▸ **How to complete this task**:
In your reply, reproduce the lines from the first one below to the line containing "use std::collections::BTreeMap;", inclusive, exactly as they stand.

▸ **Data under study**:
//! Where question lists come from.
//!
//! A [`QuestionSource`] may be slow or fail outright, so callers go through
//! [`fetch_with_fallback`], which bounds the wait and substitutes one of the
//! built-in banks compiled into the binary.

use std::collections::BTreeMap;
use std::fmt;
use std::fs;
use std::path::{Path, PathBuf};
use std::str::FromStr;
use std::sync::mpsc::{self, RecvTimeoutError};
use std::sync::{Arc, Mutex, PoisonError};
use std::thread;
use std::time::Duration;

use include_dir::{include_dir, Dir};
use rand::rngs::StdRng;
use rand::seq::SliceRandom;
use rand::{RngCore, SeedableRng};
use serde::Deserialize;
use tracing::{debug, warn};

use crate::error::SourceError;
use crate::question::{Difficulty, Question, QuestionKind};
use crate::store::{questions_from_records, QuizRecord};

static BANK_DIR: Dir = include_dir!("$CARGO_MANIFEST_DIR/src/banks");

pub const GENERAL_BANK: &str = "general";
pub const CPP_DSA_BANK: &str = "cpp_dsa";
pub const CURRENT_AFFAIRS_BANK: &str = "current_affairs";

/// Supplies initial question lists.
pub trait QuestionSource: Send + Sync {
    /// General questions, at most `count` of them.
    fn fetch_default(&self, count: usize) -> Result<Vec<Question>, SourceError>;

    /// The domain-specific (programming) set.
    fn fetch_custom(&self) -> Result<Vec<Question>, SourceError>;

    /// A built-in bank by tag. Unknown tags give an empty list.
    fn local_bank(&self, tag: &str) -> Vec<Question> {
        LocalBank::bank(tag)
    }
}

/// What to ask a source for.
#[derive(Debug, Clone, PartialEq, Eq)]
pub enum FetchRequest {
    Default(usize),
    Custom,
    Bank(String),
}

/// The quiz flavours a user can pick.
#[derive(Debug, Clone, PartialEq, Eq)]
pub enum QuizType {
    General,
    CppDsa,
    CurrentAffairs,
    /// A user-authored quiz, loaded from the store by name.
    Custom(String),
}

impl QuizType {
    /// The source request for this type, `None` for store-backed quizzes.
    pub fn request(&self, count: usize) -> Option<FetchRequest> {
        match self {
            QuizType::General => Some(FetchRequest::Default(count)),
            QuizType::CppDsa => Some(FetchRequest::Custom),
            QuizType::CurrentAffairs => Some(FetchRequest::Bank(CURRENT_AFFAIRS_BANK.to_string())),
            QuizType::Custom(_) => None,
        }
    }

    /// Built-in bank used when the source fails.
    pub fn fallback_bank(&self) -> &'static str {
        match self {
            QuizType::General | QuizType::Custom(_) => GENERAL_BANK,
            QuizType::CppDsa => CPP_DSA_BANK,
            QuizType::CurrentAffairs => CURRENT_AFFAIRS_BANK,
        }
    }
}

impl FromStr for QuizType {
    type Err = SourceError;

    fn from_str(s: &str) -> Result<Self, Self::Err> {
        let s = s.trim();
        if let Some(name) = s.strip_prefix("custom:") {
            if name.is_empty() {
                return Err(SourceError::UnknownQuizType(s.to_string()));
            }
            return Ok(QuizType::Custom(name.to_string()));
        }
        match s.to_lowercase().as_str() {
            "general" | "default" => Ok(QuizType::General),
            "cpp_dsa" | "programming" => Ok(QuizType::CppDsa),
            "current_affairs" => Ok(QuizType::CurrentAffairs),
            _ => Err(SourceError::UnknownQuizType(s.to_string())),
        }
    }
}

impl fmt::Display for QuizType {
    fn fmt(&self, f: &mut fmt::Formatter<'_>) -> fmt::Result {
        match self {
            QuizType::General => f.write_str(GENERAL_BANK),
            QuizType::CppDsa => f.write_str(CPP_DSA_BANK),
            QuizType::CurrentAffairs => f.write_str(CURRENT_AFFAIRS_BANK),
            QuizType::Custom(name) => write!(f, "custom:{name}"),
        }
    }
}

/// Question banks compiled into the binary.
pub struct LocalBank {
    rng: Mutex<StdRng>,
}

impl Default for LocalBank {
    fn default() -> Self {
        Self::new()
    }
}

impl LocalBank {
    pub fn new() -> Self {
        Self {
            rng: Mutex::new(StdRng::from_entropy()),
        }
    }

    pub fn seeded(seed: u64) -> Self {
        Self {
            rng: Mutex::new(StdRng::seed_from_u64(seed)),
        }
    }

    /// Every question in the bank `tag`, in file order.
    pub fn bank(tag: &str) -> Vec<Question> {
        let Some(file) = BANK_DIR.get_file(format!("{tag}.json")) else {
            debug!(tag, "no built-in bank");
            return Vec::new();
        };
        let Some(contents) = file.contents_utf8() else {
            warn!(tag, "built-in bank is not utf-8");
            return Vec::new();
        };
        match serde_json::from_str::<QuizRecord>(contents) {
            Ok(record) => questions_from_records(record.questions),
            Err(e) => {
                warn!(tag, "built-in bank is malformed: {e}");
                Vec::new()
            }
        }
    }

    /// Bank tags with their question counts, sorted by tag.
    pub fn catalog() -> BTreeMap<String, usize> {
        BANK_DIR
            .files()
            .filter_map(|file| {
                let path = file.path();
                if path.extension().is_some_and(|ext| ext == "json") {
                    path.file_stem().and_then(|s| s.to_str()).map(str::to_string)
                } else {
                    None
                }
            })
            .map(|tag| {
                let count = Self::bank(&tag).len();
                (tag, count)
            })
            .collect()
    }

    /// Up to `count` questions from `tag` in shuffled order.
    pub fn sample(&self, tag: &str, count: usize) -> Vec<Question> {
        let mut questions = Self::bank(tag);
        let mut rng = self.rng.lock().unwrap_or_else(PoisonError::into_inner);
        questions.shuffle(&mut *rng);
        questions.truncate(count);
        questions
    }
}

impl QuestionSource for LocalBank {
    fn fetch_default(&self, count: usize) -> Result<Vec<Question>, SourceError> {
        Ok(self.sample(CURRENT_AFFAIRS_BANK, count))
    }

    fn fetch_custom(&self) -> Result<Vec<Question>, SourceError> {
        Ok(Self::bank(CPP_DSA_BANK))
    }
}

#[derive(Debug, Deserialize)]
struct TriviaResponse {
    response_code: i64,
    #[serde(default)]
    results: Vec<TriviaItem>,
}

#[derive(Debug, Deserialize)]
struct TriviaItem {
    question: String,
    correct_answer: String,
    #[serde(default)]
    incorrect_answers: Vec<String>,
    #[serde(default)]
    difficulty: String,
    #[serde(rename = "type", default)]
    kind: String,
}

/// Parses an open-trivia style payload.
///
/// Options are the correct answer followed by the incorrect ones, shuffled
/// with `rng`. Items that do not form a valid question are skipped.
pub fn parse_trivia_response(
    json: &str,
    rng: &mut dyn RngCore,
) -> Result<Vec<Question>, SourceError> {
    let response: TriviaResponse = serde_json::from_str(json)?;
    if response.response_code != 0 {
        debug!(code = response.response_code, "trivia response refused");
        return Err(SourceError::Empty);
    }

    let questions: Vec<Question> = response
        .results
        .into_iter()
        .filter_map(|item| {
            let mut options = Vec::with_capacity(item.incorrect_answers.len() + 1);
            options.push(item.correct_answer.clone());
            options.extend(item.incorrect_answers);
            options.shuffle(&mut *rng);

            Question::with_kind(
                item.question,
                options,
                item.correct_answer,
                Difficulty::from(item.difficulty),
                QuestionKind::from(item.kind),
            )
            .map_err(|e| warn!("skipping trivia item: {e}"))
            .ok()
        })
        .collect();

    if questions.is_empty() {
        return Err(SourceError::Empty);
    }
    Ok(questions)
}

/// Reads a trivia payload from disk on every fetch.
pub struct TriviaFileSource {
    path: PathBuf,
    rng: Mutex<StdRng>,
}

impl TriviaFileSource {
    pub fn new<P: AsRef<Path>>(path: P) -> Self {
        Self {
            path: path.as_ref().to_path_buf(),
            rng: Mutex::new(StdRng::from_entropy()),
        }
    }

    pub fn with_seed<P: AsRef<Path>>(path: P, seed: u64) -> Self {
        Self {
            path: path.as_ref().to_path_buf(),
            rng: Mutex::new(StdRng::seed_from_u64(seed)),
        }
    }
}

impl QuestionSource for TriviaFileSource {
    fn fetch_default(&self, count: usize) -> Result<Vec<Question>, SourceError> {
        let json = fs::read_to_string(&self.path)
            .map_err(|e| SourceError::Unavailable(format!("{}: {e}", self.path.display())))?;
        let mut rng = self.rng.lock().unwrap_or_else(PoisonError::into_inner);
        let mut questions = parse_trivia_response(&json, &mut *rng)?;
        questions.truncate(count);
        Ok(questions)
    }

    fn fetch_custom(&self) -> Result<Vec<Question>, SourceError> {
        Err(SourceError::Unavailable(
            "trivia feeds carry no programming set".to_string(),
        ))
    }
}

/// Runs `request` against `source` on a worker thread and waits at most
/// `timeout`. Errors, timeouts and empty lists all yield the bank
/// `fallback_bank` instead. A result that arrives late is discarded.
pub fn fetch_with_fallback(
    source: Arc<dyn QuestionSource>,
    request: FetchRequest,
    timeout: Duration,
    fallback_bank: &str,
) -> Vec<Question> {
    let (tx, rx) = mpsc::channel();
    let worker_source = Arc::clone(&source);
    let worker_request = request.clone();
    thread::spawn(move || {
        let result = match worker_request {
            FetchRequest::Default(count) => worker_source.fetch_default(count),
            FetchRequest::Custom => worker_source.fetch_custom(),
            FetchRequest::Bank(tag) => Ok(worker_source.local_bank(&tag)),
        };
        // the receiver is gone once the caller stopped waiting
        let _ = tx.send(result);
    });

    let error = match rx.recv_timeout(timeout) {
        Ok(Ok(questions)) if !questions.is_empty() => return questions,
        Ok(Ok(_)) => SourceError::Empty,
        Ok(Err(e)) => e,
        Err(RecvTimeoutError::Timeout) => SourceError::Timeout(timeout),
        Err(RecvTimeoutError::Disconnected) => {
            SourceError::Unavailable("fetch worker exited".to_string())
        }
    };

    warn!(?request, fallback = fallback_bank, "using built-in questions: {error}");
    source.local_bank(fallback_bank)
}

▸ **Written answer**:
//! Where question lists come from.
//!
//! A [`QuestionSource`] may be slow or fail outright, so callers go through
//! [`fetch_with_fallback`], which bounds the wait and substitutes one of the
//! built-in banks compiled into the binary.

use std::collections::BTreeMap;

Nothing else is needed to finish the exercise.